------ AVAILABLE DATA

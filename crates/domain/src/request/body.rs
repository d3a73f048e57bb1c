//! HTTP Request body types

use serde::{Deserialize, Serialize};

/// Content type sent with every JSON body.
pub const JSON_CONTENT_TYPE: &str = "application/json";

/// HTTP request body.
///
/// The objects API only accepts JSON, so a body is either absent or a raw
/// JSON document. The content is kept as text so malformed or unusual
/// documents (such as a top-level array) can be sent verbatim.
#[derive(Debug, Clone, PartialEq, Eq, Serialize, Deserialize, Default)]
#[serde(tag = "type", content = "content", rename_all = "snake_case")]
pub enum RequestBody {
    /// No body
    #[default]
    None,
    /// Raw JSON document
    Json(String),
}

impl RequestBody {
    /// Creates an empty body.
    #[must_use]
    pub const fn none() -> Self {
        Self::None
    }

    /// Creates a JSON body from raw text.
    #[must_use]
    pub fn json(content: impl Into<String>) -> Self {
        Self::Json(content.into())
    }

    /// Creates a JSON body from a `serde_json::Value`.
    #[must_use]
    pub fn from_value(value: &serde_json::Value) -> Self {
        Self::Json(value.to_string())
    }

    /// Returns the body text, if any.
    #[must_use]
    pub fn content(&self) -> Option<&str> {
        match self {
            Self::None => None,
            Self::Json(content) => Some(content),
        }
    }

    /// Returns the content type if applicable.
    #[must_use]
    pub const fn content_type(&self) -> Option<&'static str> {
        match self {
            Self::None => None,
            Self::Json(_) => Some(JSON_CONTENT_TYPE),
        }
    }
}
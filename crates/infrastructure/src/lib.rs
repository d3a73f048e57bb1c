//! Objects Contract Infrastructure - Adapters and implementations
//!
//! This crate provides concrete implementations of the ports
//! defined in the application layer, plus configuration and tracing
//! setup for the binary.

pub mod adapters;
pub mod config;
pub mod report;
pub mod serialization;
pub mod telemetry;
pub mod testing;

pub use adapters::{ReqwestHttpClient, SystemClock};
pub use config::{ConfigError, RESULTS_DIR_VAR, SuiteConfig};
pub use report::AllureResultsSink;
pub use serialization::{SerializationError, to_json_stable, to_json_stable_bytes};
pub use telemetry::init_tracing;
pub use testing::TestRunner;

------------

Reproduce all the data precisely, word for word.

filename crates/domain/src/request/body.rs
repository d3a73f048e57bb1c
//! HTTP Request body types

use serde::{Deserialize, Serialize};

/// Content type sent with every JSON body.
pub const JSON_CONTENT_TYPE: &str = "application/json";

/// HTTP request body.
///
/// The objects API only accepts JSON, so a body is either absent or a raw
/// JSON document. The content is kept as text so malformed or unusual
/// documents (such as a top-level array) can be sent verbatim.
#[derive(Debug, Clone, PartialEq, Eq, Serialize, Deserialize, Default)]
#[serde(tag = "type", content = "content", rename_all = "snake_case")]
pub enum RequestBody {
    /// No body
    #[default]
    None,
    /// Raw JSON document
    Json(String),
}

impl RequestBody {
    /// Creates an empty body.
    #[must_use]
    pub const fn none() -> Self {
        Self::None
    }

    /// Creates a JSON body from raw text.
    #[must_use]
    pub fn json(content: impl Into<String>) -> Self {
        Self::Json(content.into())
    }

    /// Creates a JSON body from a `serde_json::Value`.
    #[must_use]
    pub fn from_value(value: &serde_json::Value) -> Self {
        Self::Json(value.to_string())
    }

    /// Returns the body text, if any.
    #[must_use]
    pub fn content(&self) -> Option<&str> {
        match self {
            Self::None => None,
            Self::Json(content) => Some(content),
        }
    }

    /// Returns the content type if applicable.
    #[must_use]
    pub const fn content_type(&self) -> Option<&'static str> {
        match self {
            Self::None => None,
            Self::Json(_) => Some(JSON_CONTENT_TYPE),
        }
    }
}
filename crates/infrastructure/src/lib.rs
repository d3a73f048e57bb1c
//! Objects Contract Infrastructure - Adapters and implementations
//!
//! This crate provides concrete implementations of the ports
//! defined in the application layer, plus configuration and tracing
//! setup for the binary.

pub mod adapters;
pub mod config;
pub mod report;
pub mod serialization;
pub mod telemetry;
pub mod testing;

pub use adapters::{ReqwestHttpClient, SystemClock};
pub use config::{ConfigError, RESULTS_DIR_VAR, SuiteConfig};
pub use report::AllureResultsSink;
pub use serialization::{SerializationError, to_json_stable, to_json_stable_bytes};
pub use telemetry::init_tracing;
pub use testing::TestRunner;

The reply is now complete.